:: What you should do ::
Every line of the entries below that mentions "match" is to be copied out.

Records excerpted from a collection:

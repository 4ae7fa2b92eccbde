use std::collections::VecDeque;
use std::fmt;
use std::path::PathBuf;

use serde::{Deserialize, Serialize};

use crate::types::error::{Error, Result};
use crate::types::{Chunk, OutputSchema};

pub mod csv;
pub mod parquet;

use self::csv::CsvReader;
use self::parquet::ParquetReader;

pub const CHUNK_SIZE: usize = 1024;

pub trait StorageReader {
    fn next_chunk(&mut self) -> Result<Chunk>;
}

#[derive(Debug, Clone, Copy, PartialEq, Eq, Hash, Serialize, Deserialize, clap::ValueEnum)]
#[serde(rename_all = "lowercase")]
pub enum FileFormat {
    Csv,
    Parquet,
}

impl FileFormat {
    pub fn extension(&self) -> &'static str {
        match self {
            FileFormat::Csv => "psv",
            FileFormat::Parquet => "parquet",
        }
    }
}

impl fmt::Display for FileFormat {
    fn fmt(&self, f: &mut fmt::Formatter) -> fmt::Result {
        match self {
            FileFormat::Csv => write!(f, "csv"),
            FileFormat::Parquet => write!(f, "parquet"),
        }
    }
}

/// Files backing one table, all of the same format.
#[derive(Debug, Clone)]
pub struct TableSource {
    pub format: FileFormat,
    pub files: Vec<PathBuf>,
    pub schema: OutputSchema,
}

impl TableSource {
    /// Pipe-separated files carry no types, so the caller supplies the schema.
    pub fn csv(files: Vec<PathBuf>, schema: OutputSchema) -> Result<TableSource> {
        if files.is_empty() {
            return Err(Error::Storage("A table needs at least one file".to_string()));
        }
        Ok(TableSource {
            format: FileFormat::Csv,
            files,
            schema,
        })
    }

    pub fn parquet(files: Vec<PathBuf>) -> Result<TableSource> {
        let first = files
            .first()
            .ok_or_else(|| Error::Storage("A table needs at least one file".to_string()))?;
        let schema = ParquetReader::read_metadata(first)?;
        Ok(TableSource {
            format: FileFormat::Parquet,
            files,
            schema,
        })
    }

    pub fn open(&self) -> Box<dyn StorageReader> {
        Box::new(FileChain {
            format: self.format,
            schema: self.schema.clone(),
            pending: self.files.iter().cloned().collect(),
            current: None,
        })
    }
}

/// Reads the files of a table one after the other.
struct FileChain {
    format: FileFormat,
    schema: OutputSchema,
    pending: VecDeque<PathBuf>,
    current: Option<Box<dyn StorageReader>>,
}

impl FileChain {
    fn open_next(&mut self) -> Result<bool> {
        let path = match self.pending.pop_front() {
            Some(path) => path,
            None => return Ok(false),
        };
        tracing::debug!(path = %path.display(), format = %self.format, "opening table file");
        let reader: Box<dyn StorageReader> = match self.format {
            FileFormat::Csv => Box::new(CsvReader::new(&path, self.schema.clone())?),
            FileFormat::Parquet => Box::new(ParquetReader::new(&path, self.schema.clone())?),
        };
        self.current = Some(reader);
        Ok(true)
    }
}

impl StorageReader for FileChain {
    fn next_chunk(&mut self) -> Result<Chunk> {
        loop {
            if let Some(reader) = self.current.as_mut() {
                let chunk = reader.next_chunk()?;
                if !chunk.is_empty() {
                    return Ok(chunk);
                }
                self.current = None;
            }
            if !self.open_next()? {
                return Ok(Chunk::default());
            }
        }
    }
}

#[cfg(test)]
mod tests {
    use super::*;
    use crate::types::{Column, DataType, Row, Value};

    fn rows(from: i64, to: i64) -> Vec<Row> {
        (from..to)
            .map(|i| {
                vec![
                    Value::Long(i),
                    Value::Date(chrono::NaiveDate::from_ymd_opt(1995, 7, 6).unwrap()),
                    if i % 2 == 0 { Value::Null } else { Value::Str(format!("r{}", i)) },
                ]
            })
            .collect()
    }

    fn schema() -> OutputSchema {
        OutputSchema::new(vec![
            Column::new("k", DataType::BigInt),
            Column::new("d", DataType::Date),
            Column::new("s", DataType::Varchar),
        ])
    }

    fn read_all(source: &TableSource) -> Vec<Row> {
        let mut reader = source.open();
        let mut out = Vec::new();
        loop {
            let chunk = reader.next_chunk().unwrap();
            if chunk.is_empty() {
                break;
            }
            out.extend(chunk.rows);
        }
        out
    }

    #[test]
    fn chains_files_in_both_formats() {
        let dir = tempfile::tempdir().unwrap();
        let (first, second) = (rows(0, CHUNK_SIZE as i64 + 5), rows(2000, 2003));

        let psv = [dir.path().join("t_0.psv"), dir.path().join("t_1.psv")];
        csv::write_table(&psv[0], &first).unwrap();
        csv::write_table(&psv[1], &second).unwrap();
        let csv_source = TableSource::csv(psv.to_vec(), schema()).unwrap();

        let pq = [dir.path().join("t_0.parquet"), dir.path().join("t_1.parquet")];
        parquet::write_table(&pq[0], &schema(), &first).unwrap();
        parquet::write_table(&pq[1], &schema(), &second).unwrap();
        let parquet_source = TableSource::parquet(pq.to_vec()).unwrap();

        let expected = first.iter().chain(second.iter()).cloned().collect::<Vec<Row>>();
        assert_eq!(read_all(&csv_source), expected);
        assert_eq!(read_all(&parquet_source), expected);
        assert_eq!(parquet_source.schema.columns[1].data_type, Some(DataType::Date));
    }

    #[test]
    fn tables_need_files() {
        assert!(TableSource::csv(vec![], schema()).is_err());
        assert!(TableSource::parquet(vec![]).is_err());
    }
}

:: Exercise answer ::
        match self {
        match self {
        let path = match self.pending.pop_front() {
        let reader: Box<dyn StorageReader> = match self.format {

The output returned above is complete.